For those who’ve kept up with my post. I almost cut last night but chose to make this video about self harm. The pictures are of my self harm they are graphic so if your easily triggered please dont watch.
Leave your comments on the video do you like it?
http://www.youtube.com/watch?v=KH0xxe3Kra0&feature=youtu.be
14 comments
http://www.youtube.com/user/BrooklynBoxx?feature=mhee if it doesnt work go to my channel to see the orginal video.. its not showing the full thing on my computer
I see it. what can someone like me do to help you?
what do you mean
I love it
Thank you
I watched them very nice work, stop cutting beautiful I know I don’t understand.

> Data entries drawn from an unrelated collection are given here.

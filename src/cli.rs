use std::process::ExitCode;

use camino::Utf8PathBuf;
use clap::builder::{PossibleValuesParser, TypedValueParser};
use clap::{Parser, Subcommand, ValueEnum};
use timber::{LEVELS, Level};

use crate::command::output::JsonOutput;
use crate::command;
use crate::utils::env::{PlugsEnv, PlugsEnvKey};
use crate::{PlugsError, PlugsOutput, PlugsResult};

#[derive(Debug, Parser)]
#[command(
    name = "plugs",
    version,
    about = "
Plugs - SuperBridge and SuperToken deployment configuration

Generate the configuration for a new project by running:

    $ plugs setup

Every question can be answered up front with a flag, so a run can be
scripted end to end:

    $ plugs setup --project-type supertoken --project-name my_token ...

List the chains and tokens plugs knows about with:

    $ plugs chains
    $ plugs tokens
"
)]
pub struct Plugs {
    #[command(subcommand)]
    pub command: Command,

    /// Specify plugs' log level
    #[arg(
        long = "log",
        short = 'l',
        global = true,
        ignore_case = true,
        value_parser = PossibleValuesParser::new(LEVELS).try_map(|level| level.parse::<Level>())
    )]
    log_level: Option<Level>,

    /// Specify plugs' output type
    #[arg(long = "format", global = true, value_enum, default_value = "plain")]
    format: FormatType,

    /// Root of the deployment repository the generated files are written to.
    /// Falls back to $PLUGS_OUTPUT_DIR, then the current directory.
    #[arg(long = "output-dir", global = true)]
    output_dir: Option<Utf8PathBuf>,

    #[arg(skip)]
    env_store: PlugsEnv,
}

#[derive(Debug, Copy, Clone, PartialEq, Eq, ValueEnum)]
pub enum FormatType {
    Plain,
    Json,
}

#[derive(Debug, Subcommand)]
pub enum Command {
    /// Generate the deployment configuration of a SuperBridge or SuperToken project
    Setup(command::Setup),

    /// List the chains plugs can deploy to
    Chains(command::Chains),

    /// List the registered tokens
    Tokens(command::Tokens),

    /// Explain error codes
    Explain(command::Explain),
}

impl Plugs {
    pub fn run_from_args() -> ExitCode {
        Plugs::parse().run_and_print()
    }

    fn run_and_print(&self) -> ExitCode {
        timber::init(self.log_level());
        tracing::trace!(command_structure = ?self);

        match self.run() {
            Ok(output) => match self.print_output(&output) {
                Ok(()) => ExitCode::SUCCESS,
                Err(error) => {
                    tracing::debug!(?error);
                    ExitCode::FAILURE
                }
            },
            Err(error) => {
                tracing::debug!(?error);
                let printed = match self.format {
                    FormatType::Plain => error.print(),
                    FormatType::Json => JsonOutput::from(error).print(),
                };
                if let Err(io_error) = printed {
                    tracing::debug!(?io_error);
                }
                ExitCode::FAILURE
            }
        }
    }

    pub fn run(&self) -> PlugsResult<PlugsOutput> {
        let output_dir = self.output_dir()?;
        tracing::debug!(%output_dir);
        match &self.command {
            Command::Setup(command) => command.run(&output_dir),
            Command::Chains(command) => command.run(&output_dir),
            Command::Tokens(command) => command.run(&output_dir),
            Command::Explain(command) => command.run(),
        }
    }

    fn print_output(&self, output: &PlugsOutput) -> PlugsResult<()> {
        match self.format {
            FormatType::Plain => output.print(),
            FormatType::Json => output.print_json().map_err(PlugsError::from),
        }
    }

    /// `--log`, then $PLUGS_LOG. Unparseable env values are ignored.
    fn log_level(&self) -> Option<Level> {
        self.log_level.or_else(|| {
            self.env_store
                .get(PlugsEnvKey::Log)
                .ok()
                .flatten()
                .and_then(|level| level.parse().ok())
        })
    }

    pub(crate) fn output_dir(&self) -> PlugsResult<Utf8PathBuf> {
        if let Some(output_dir) = &self.output_dir {
            return Ok(output_dir.clone());
        }
        Ok(self
            .env_store
            .get(PlugsEnvKey::OutputDir)?
            .map(Utf8PathBuf::from)
            .unwrap_or_else(|| Utf8PathBuf::from(".")))
    }
}

#[cfg(test)]
mod tests {
    use pretty_assertions::assert_eq;
    use rstest::rstest;

    use super::*;

    #[test]
    fn the_output_dir_flag_wins_over_the_environment() {
        let mut plugs = Plugs::try_parse_from(["plugs", "tokens", "--output-dir", "deploy"]).unwrap();
        plugs.env_store.insert(PlugsEnvKey::OutputDir, "elsewhere");
        assert_eq!(plugs.output_dir().unwrap(), Utf8PathBuf::from("deploy"));
    }

    #[test]
    fn the_output_dir_falls_back_to_the_environment() {
        let mut plugs = Plugs::try_parse_from(["plugs", "tokens"]).unwrap();
        assert_eq!(plugs.output_dir().unwrap(), Utf8PathBuf::from("."));
        plugs.env_store.insert(PlugsEnvKey::OutputDir, "elsewhere");
        assert_eq!(plugs.output_dir().unwrap(), Utf8PathBuf::from("elsewhere"));
    }

    #[rstest]
    #[case(&["plugs", "-l", "DEBUG", "tokens"], Some(Level::DEBUG))]
    #[case(&["plugs", "chains", "--log", "warn"], Some(Level::WARN))]
    #[case(&["plugs", "chains"], None)]
    fn it_parses_log_levels(#[case] args: &[&str], #[case] expected: Option<Level>) {
        let plugs = Plugs::try_parse_from(args.iter().copied()).unwrap();
        assert_eq!(plugs.log_level(), expected);
    }

    #[test]
    fn the_log_level_falls_back_to_the_environment() {
        let mut plugs = Plugs::try_parse_from(["plugs", "tokens"]).unwrap();
        plugs.env_store.insert(PlugsEnvKey::Log, "trace");
        assert_eq!(plugs.log_level(), Some(Level::TRACE));
    }

    #[test]
    fn it_rejects_unknown_log_levels() {
        assert!(Plugs::try_parse_from(["plugs", "-l", "loud", "tokens"]).is_err());
    }

    #[test]
    fn the_cli_is_well_formed() {
        use clap::CommandFactory;
        Plugs::command().debug_assert();
    }
}
use serde::Serialize;

use crate::options::{EvmAddress, Hooks, NewTokenInfo, ProjectName, ProjectType};
use crate::registry::Network;

/// The answers to the first stage of `plugs setup`, fixed for the rest of the run.
#[derive(Debug, Clone, PartialEq, Eq, Serialize)]
pub struct ProjectConfig {
    pub project_type: ProjectType,
    pub project_name: ProjectName,
    pub owner: EvmAddress,
    pub hook_type: Hooks,
    pub network: Network,
    pub new_token: Option<NewTokenInfo>,
}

I mean is it possible for me to help you? I see your pain, I read your pain, and now I’ve watched your pain. is it possible for a stranger like me to help you?
this is how i feel.. i love it <33
I dont say its impossible but fair warning its not gonna be easy.
Rocketman im trying its not as easy as it sounds..
Kissorsell thank you
Loved it! Awesome job!
thanks
Im impressed that you were able to do this to distract yourself. Thats not easy.
beyond popular belief i hate cutting I hate it more then anything. Why i made the first cut… ill never know.. its along story. I was mad at a teacher, at daycare she grabbed my hand on the door knob when i tried to leave the class… it hurt.. and their were NO marks to prove it. So i went into the bathroom with safty scissors.. and cut in the places it hurt on my hand. I didnt even continue with the argument. I didnt feel so angry anymore.. I started picking at scabs on my body.. when ever i felt anxious. To a point i would claw my own skin.. i was only 8.. It continued for years till i found out about cutting. I remembered back when i was 7. I tried it again.. the same relieve.. i was hooked. I only made this connection a year ago. When talking to a therapist about ” why” i started to cut.
I’ve made collages, drawings, paintings, wrote poems, watched funny videos, ran, put icecubes on my wrist ( gave my self frost bite.. so i had to stop), snapping rubber bands ( bruising the doctor didnt like that either) writing, suicide project, and now my videos. The bad thing is , when it stops working its hard to return to it so i have to find a new coping skill.. and its hard.. cause im slowly running out of options. The only one that sticks is cutting.. i wish i could quit.